//! Movement actions: the closed set of behaviors an agent can apply for a
//! stretch of predicted frames. Each action synthesizes input for the
//! current frame, may hand the frame over to a better-suited action, and
//! checks the physics outcome of its own steps.

mod bunny;
mod camp;
mod combat;
mod jumppad;
mod platform;
mod swim;
mod walk;
mod weapon_jump;

use cgmath::{InnerSpace, Vector3};
use log::trace;

use crate::math;
use crate::module::Bot;
use crate::plan::{self, PlanEnv, PredictionContext, StopReason};
use crate::world::{area_contents, area_flags, PhysicsWorld};

/// Every movement behavior the planner can apply. The discriminant order
/// is also the bit order of disable/tested masks.
#[derive(Clone, Copy, Debug, PartialEq, Eq)]
pub enum ActionKind {
    /// The last-resort action: follow the active fallback script or emit a
    /// relaxed single-frame input. Never refuses a frame.
    Default,
    WalkCarefully,
    BunnyFollowingReachChain,
    BunnyTestingSavedLookDirs,
    BunnyToBestShortcutArea,
    RidePlatform,
    Swim,
    CampASpot,
    CombatDodgeSemiRandomly,
    HandleTriggeredJumppad,
    FlyUntilLanding,
    LandOnSavedAreas,
    ScheduleWeaponJump,
    TriggerWeaponJump,
    CorrectWeaponJump,
}

impl ActionKind {
    pub fn bit(self) -> u32 {
        1 << self as u32
    }
}

/// Static properties controlling the generic step-result checks.
pub struct ActionProps {
    pub stop_on_entering_water: bool,
    pub stop_on_touch_jumppad: bool,
    pub stop_on_touch_teleporter: bool,
    pub stop_on_touch_platform: bool,
    pub fail_on_hazard_impact: bool,
}

pub const fn props(kind: ActionKind) -> ActionProps {
    use ActionKind::*;
    match kind {
        Swim => ActionProps {
            stop_on_entering_water: false,
            stop_on_touch_jumppad: true,
            stop_on_touch_teleporter: true,
            stop_on_touch_platform: true,
            fail_on_hazard_impact: true,
        },
        RidePlatform => ActionProps {
            stop_on_entering_water: true,
            stop_on_touch_jumppad: true,
            stop_on_touch_teleporter: true,
            stop_on_touch_platform: false,
            fail_on_hazard_impact: true,
        },
        HandleTriggeredJumppad | FlyUntilLanding | LandOnSavedAreas => ActionProps {
            stop_on_entering_water: true,
            stop_on_touch_jumppad: false,
            stop_on_touch_teleporter: true,
            stop_on_touch_platform: true,
            // Flight paths over hazards cannot be corrected anyway
            fail_on_hazard_impact: false,
        },
        ScheduleWeaponJump | TriggerWeaponJump | CorrectWeaponJump => ActionProps {
            stop_on_entering_water: true,
            stop_on_touch_jumppad: true,
            stop_on_touch_teleporter: true,
            stop_on_touch_platform: true,
            fail_on_hazard_impact: false,
        },
        _ => ActionProps {
            stop_on_entering_water: true,
            stop_on_touch_jumppad: true,
            stop_on_touch_teleporter: true,
            stop_on_touch_platform: true,
            fail_on_hazard_impact: true,
        },
    }
}

/// Persistent per-action data surviving across plans.
#[derive(Default)]
pub struct ActionsState {
    pub bunny: BunnyState,
    pub combat: CombatState,
}

#[derive(Default)]
pub struct BunnyState {
    /// Look dirs that led to completed bunny sequences in earlier plans.
    pub saved_look_dirs: Vec<Vector3<f32>>,
    /// The saved dir being tested within the current plan.
    pub current_dir_index: usize,
    /// Frame index of the last grounded frame with improved travel time.
    pub last_improvement_frame: usize,
}

impl BunnyState {
    const MAX_SAVED_DIRS: usize = 8;

    pub fn save_look_dir(&mut self, dir: Vector3<f32>) {
        if self.saved_look_dirs.len() >= Self::MAX_SAVED_DIRS {
            self.saved_look_dirs.remove(0);
        }
        self.saved_look_dirs.push(dir);
    }
}

#[derive(Default)]
pub struct CombatState {
    pub rolls_this_plan: u32,
}

pub(crate) fn before_planning(bot: &mut Bot) {
    bot.actions_state.bunny.current_dir_index = 0;
    bot.actions_state.bunny.last_improvement_frame = 0;
    bot.actions_state.combat.rolls_this_plan = 0;
}

pub(crate) fn after_planning(_bot: &mut Bot, _cx: &PredictionContext) {}

/// Pick the action best matching the simulated situation, in priority
/// order. Disabled actions fall through to the next candidate; `Default`
/// always accepts.
pub(crate) fn suggest_suitable_action<W: PhysicsWorld>(env: &mut PlanEnv<W>) -> ActionKind {
    use ActionKind::*;
    let cx = &env.cx;
    let state = &cx.sim_state;
    let movement = &cx.movement_state;

    let pick = |kind: ActionKind| -> Option<ActionKind> {
        (!cx.is_action_disabled(kind)).then_some(kind)
    };

    let suggested = if state.water_level > 1 {
        pick(Swim)
    } else if movement.jumppad.has_touched_jumppad && !movement.jumppad.has_entered_jumppad {
        pick(HandleTriggeredJumppad)
    } else if movement.fly_until_landing.is_active() {
        if movement.fly_until_landing.is_landing() {
            pick(LandOnSavedAreas).or(pick(FlyUntilLanding))
        } else {
            pick(FlyUntilLanding)
        }
    } else if movement.weapon_jump.has_triggered_weapon_jump
        && !movement.weapon_jump.has_corrected_weapon_jump
    {
        pick(CorrectWeaponJump)
    } else if movement.weapon_jump.has_pending_weapon_jump {
        pick(TriggerWeaponJump)
    } else if matches!(
        state.ground,
        crate::physics::Ground::Platform { at_top: false, .. }
    ) {
        pick(RidePlatform)
    } else if movement.camping_spot.is_active() {
        pick(CampASpot)
    } else if env.bot.active_fallback.is_some() {
        pick(Default)
    } else if env.bot.should_attack && !cx.is_action_disabled(CombatDodgeSemiRandomly) {
        Some(CombatDodgeSemiRandomly)
    } else {
        pick(WalkCarefully)
    };

    let suggested = suggested.unwrap_or(Default);
    trace!(
        "suggested {:?} at frame {}",
        suggested,
        cx.top_of_stack_index()
    );
    suggested
}

pub(crate) fn plan_step<W: PhysicsWorld>(kind: ActionKind, env: &mut PlanEnv<W>) {
    use ActionKind::*;
    match kind {
        Default => walk::plan_default(env),
        WalkCarefully => walk::plan_walk_carefully(env),
        BunnyFollowingReachChain => bunny::plan_following_reach_chain(env),
        BunnyTestingSavedLookDirs => bunny::plan_testing_saved_look_dirs(env),
        BunnyToBestShortcutArea => bunny::plan_to_best_shortcut_area(env),
        RidePlatform => platform::plan_ride(env),
        Swim => swim::plan_swim(env),
        CampASpot => camp::plan_camp(env),
        CombatDodgeSemiRandomly => combat::plan_dodge(env),
        HandleTriggeredJumppad => jumppad::plan_handle_triggered(env),
        FlyUntilLanding => jumppad::plan_fly_until_landing(env),
        LandOnSavedAreas => jumppad::plan_land_on_saved_areas(env),
        ScheduleWeaponJump => weapon_jump::plan_schedule(env),
        TriggerWeaponJump => weapon_jump::plan_trigger(env),
        CorrectWeaponJump => weapon_jump::plan_correct(env),
    }
}

/// Validate the physics outcome of the step that just ran. `frame_index`
/// is the committed frame holding the pre-step snapshot.
pub(crate) fn check_step_results<W: PhysicsWorld>(
    kind: ActionKind,
    env: &mut PlanEnv<W>,
    frame_index: usize,
) {
    use ActionKind::*;
    match kind {
        WalkCarefully => walk::check_walk_carefully(env, frame_index),
        BunnyFollowingReachChain | BunnyTestingSavedLookDirs | BunnyToBestShortcutArea => {
            bunny::check_bunny(kind, env, frame_index)
        }
        RidePlatform => platform::check_ride(env, frame_index),
        Swim => swim::check_swim(env, frame_index),
        CombatDodgeSemiRandomly => combat::check_dodge(env, frame_index),
        FlyUntilLanding | LandOnSavedAreas => jumppad::check_flight(kind, env, frame_index),
        TriggerWeaponJump | CorrectWeaponJump => {
            weapon_jump::check_jump(kind, env, frame_index)
        }
        Default | CampASpot | HandleTriggeredJumppad | ScheduleWeaponJump => {}
    }
    if !env.cx.should_rollback && !env.cx.is_completed {
        check_common_results(kind, env, frame_index);
    }
}

fn check_common_results<W: PhysicsWorld>(kind: ActionKind, env: &mut PlanEnv<W>, frame_index: usize) {
    let props = props(kind);
    let world = env.world;
    let prev_state = env.cx.frames[frame_index].entity_state.clone();
    let new_state = &env.cx.sim_state;

    // Transitions into hazardous contents fail the sequence; being already
    // inside does not (the plan has to get out somehow)
    if props.fail_on_hazard_impact
        && plan::is_in_hazard(world, new_state)
        && !plan::is_in_hazard(world, &prev_state)
    {
        trace!("step entered hazardous contents, rolling back");
        env.cx.set_pending_rollback();
        return;
    }

    // Same for disabled/do-not-enter/excluded areas
    let new_area = new_state.curr_area;
    if new_area != 0 && new_area != prev_state.curr_area {
        let area = world.area(new_area);
        let bad_transition = area.flags & area_flags::DISABLED != 0
            || area.contents & area_contents::DO_NOT_ENTER != 0
            || world.is_area_temporarily_excluded(new_area);
        if bad_transition {
            let prev_bad = prev_state.curr_area != 0 && {
                let prev = world.area(prev_state.curr_area);
                prev.flags & area_flags::DISABLED != 0
                    || prev.contents & area_contents::DO_NOT_ENTER != 0
                    || world.is_area_temporarily_excluded(prev_state.curr_area)
            };
            if !prev_bad {
                trace!("step entered excluded area {}, rolling back", new_area);
                env.cx.set_pending_rollback();
                return;
            }
        }
    }

    let events = &env.cx.frame_events;
    if props.stop_on_touch_jumppad && events.has_touched_jumppad {
        if let Some(target) = events.jumppad_target {
            env.cx.movement_state.jumppad.activate(target);
        }
        env.cx.set_completed();
        return;
    }
    if props.stop_on_touch_teleporter && events.has_touched_teleporter {
        env.cx.set_completed();
        return;
    }
    if props.stop_on_touch_platform && events.has_touched_platform {
        env.cx.set_completed();
        return;
    }
    if props.stop_on_entering_water
        && new_state.water_level > 1
        && prev_state.water_level <= 1
    {
        env.cx.set_completed();
        return;
    }

    // Reaching the navigation target always completes the plan
    if let Some(target) = env.bot.nav_target {
        if math::distance(new_state.origin, target.origin) < target.radius {
            env.cx.set_completed();
        }
    }
}

pub(crate) fn on_sequence_started(_kind: ActionKind, cx: &mut PredictionContext) {
    // A failed sequence rolls back to where it began
    cx.mark_savepoint(0);
}

pub(crate) fn on_sequence_stopped(
    kind: ActionKind,
    bot: &mut Bot,
    cx: &mut PredictionContext,
    reason: StopReason,
    stopped_at: usize,
) {
    use ActionKind::*;
    match kind {
        BunnyFollowingReachChain => {
            if reason == StopReason::Succeeded {
                if let Some(record) = cx.frames.get(cx.sequence.start_frame) {
                    if record.record.input.is_look_dir_set {
                        bot.actions_state
                            .bunny
                            .save_look_dir(record.record.input.intended_look_dir());
                    }
                }
            }
        }
        BunnyTestingSavedLookDirs => {
            if reason == StopReason::Failed {
                // Try the next saved dir on the re-predicted frames
                bot.actions_state.bunny.current_dir_index += 1;
            }
        }
        _ => {}
    }
    trace!(
        "{:?} sequence [{}, {}) stopped: {:?}",
        kind,
        cx.sequence.start_frame,
        stopped_at,
        reason
    );
}

/// The next point to move toward: far enough ahead along the reach chain
/// to be worth aligning with, or the nav target itself when near.
pub(crate) fn intended_point<W: PhysicsWorld>(env: &mut PlanEnv<W>) -> Option<Vector3<f32>> {
    let target = env.bot.nav_target?;
    let origin = env.cx.sim_state.origin;
    if math::distance(origin, target.origin) < env.bot.params.close_to_target_distance {
        return Some(target.origin);
    }
    let chain: Vec<_> = env.cx.reach_chain(env.world, target.area).to_vec();
    for &reach_num in &chain {
        let reach = env.world.reach(reach_num);
        if math::distance_2d(origin, reach.start) > 24.0 {
            return Some(reach.start);
        }
        if math::distance_2d(origin, reach.end) > 24.0 {
            return Some(reach.end);
        }
    }
    Some(target.origin)
}

/// Common grounded steering: look at the point, press forward once the
/// view is roughly aligned with it.
pub(crate) fn steer_to_point<W: PhysicsWorld>(env: &mut PlanEnv<W>, point: Vector3<f32>) {
    let state = &env.cx.sim_state;
    let to_point = point - state.origin;
    let look_dir = if to_point.z.abs() < 24.0 {
        math::try_normalize_2d(to_point)
    } else {
        math::try_normalize(to_point)
    };
    let input = &mut env.cx.record.input;
    input.is_ucmd_set = true;
    let look_dir = match look_dir {
        Some(dir) => dir,
        None => return,
    };
    input.set_intended_look_dir(look_dir, true);

    let aligned = math::try_normalize_2d(state.forward_dir())
        .zip(math::try_normalize_2d(to_point))
        .map(|(fwd, dir)| fwd.dot(dir) > 0.9)
        .unwrap_or(false);
    if aligned {
        input.forward_move = 1;
    }
}
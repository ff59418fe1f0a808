//! The forward-simulation engine. A plan is built by stepping the physics
//! speculatively under inputs synthesized by movement actions, frame by
//! frame, with savepoints to roll back to when an action sequence turns out
//! not to work.

use cgmath::{InnerSpace, Vector3};
use log::{debug, trace};
use thiserror::Error;

use crate::actions::{self, ActionKind};
use crate::input::ActionRecord;
use crate::math;
use crate::module::Bot;
use crate::movement_state::MovementState;
use crate::physics::{EntityState, FrameEvents};
use crate::probes::ProbeCache;
use crate::world::{clip_mask, contents, AreaNum, PhysicsWorld, ReachNum};

/// Hard capacity of the plan stack. A plan never predicts further than
/// this many frames ahead.
pub const MAX_PREDICTED_STATES: usize = 48;

/// The default duration of one predicted frame. Always a multiple of the
/// physics tick.
pub const DEFAULT_STEP_MILLIS: u32 = 48;

/// Total rollbacks allowed while building one plan before the engine gives
/// up on the failing action.
const MAX_ROLLBACKS: u32 = 24;

/// Hard bound on prediction step iterations per plan.
const MAX_ITERATIONS: u32 = 1024;

#[derive(Error, Debug)]
pub enum PlanError {
    /// Every applicable action was tested for the same frame and each
    /// refused, which indicates an action implementation bug.
    #[error("no action accepted frame {frame} (tested mask {tested_mask:#x})")]
    SuggestionLoop { frame: usize, tested_mask: u32 },
    #[error("plan building exceeded {0} prediction step iterations")]
    IterationLimit(u32),
    #[error("action {action:?} kept failing after {rollbacks} rollbacks")]
    PersistentFailure { action: ActionKind, rollbacks: u32 },
}
//! Tunable planning thresholds gathered in one place so embedders can
//! adjust them without touching the planner.

/// Thresholds and tolerances of the planner. The defaults match a player
/// collider of 32x32x64 units and the default physics constants of
/// [`crate::world::PhysicsWorld`].
#[derive(Clone, Debug)]
#[cfg_attr(feature = "serde", derive(serde::Serialize, serde::Deserialize))]
#[cfg_attr(feature = "serde", serde(default))]
pub struct PlanningParams {
    /// Max distance between the actual origin and a cached frame origin
    /// for the cached plan to stay valid.
    pub max_origin_mismatch: f32,
    /// Max relative speed difference for a cached frame to stay valid.
    pub max_speed_mismatch_fraction: f32,
    /// Min cosine between actual and predicted velocity directions.
    pub min_velocity_dir_cosine: f32,
    /// Min cosine between actual and predicted look directions.
    pub min_look_dir_cosine: f32,
    /// For this long after an external knockback, velocity mismatches do
    /// not invalidate the cached plan.
    pub knockback_grace_millis: i64,
    /// Base turn speed in degrees per second, before per-input multipliers.
    pub base_turn_speed: f32,
    /// Travel time toward the target may regress by up to this much
    /// (hundredths of a second) within a walk sequence before it is judged
    /// a step in the wrong direction.
    pub travel_time_regression_tolerance: u32,
    /// Within this distance of the navigation target the planner considers
    /// the approach trivial and stops predicting past it.
    pub close_to_target_distance: f32,
    /// Speed-ups may not gain more than this fraction of the max speed the
    /// integrator itself could produce.
    pub max_accel_speed_gain_fraction: f32,
    /// After being unable to move usefully for this long the planner
    /// reports itself blocked.
    pub blocked_timeout_millis: i64,
}

impl Default for PlanningParams {
    fn default() -> Self {
        Self {
            max_origin_mismatch: 3.0,
            max_speed_mismatch_fraction: 0.005,
            // cos(5 degrees)
            min_velocity_dir_cosine: 0.996,
            min_look_dir_cosine: 0.996,
            knockback_grace_millis: 32,
            base_turn_speed: 360.0,
            travel_time_regression_tolerance: 5,
            close_to_target_distance: 72.0,
            max_accel_speed_gain_fraction: 0.5,
            blocked_timeout_millis: 4000,
        }
    }
}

========================================

→ Task instructions
Set down, exactly as written, each line of the data from its opening line through the one containing "its own steps.". Output nothing more.

→ Task output
//! Movement actions: the closed set of behaviors an agent can apply for a
//! stretch of predicted frames. Each action synthesizes input for the
//! current frame, may hand the frame over to a better-suited action, and
//! checks the physics outcome of its own steps.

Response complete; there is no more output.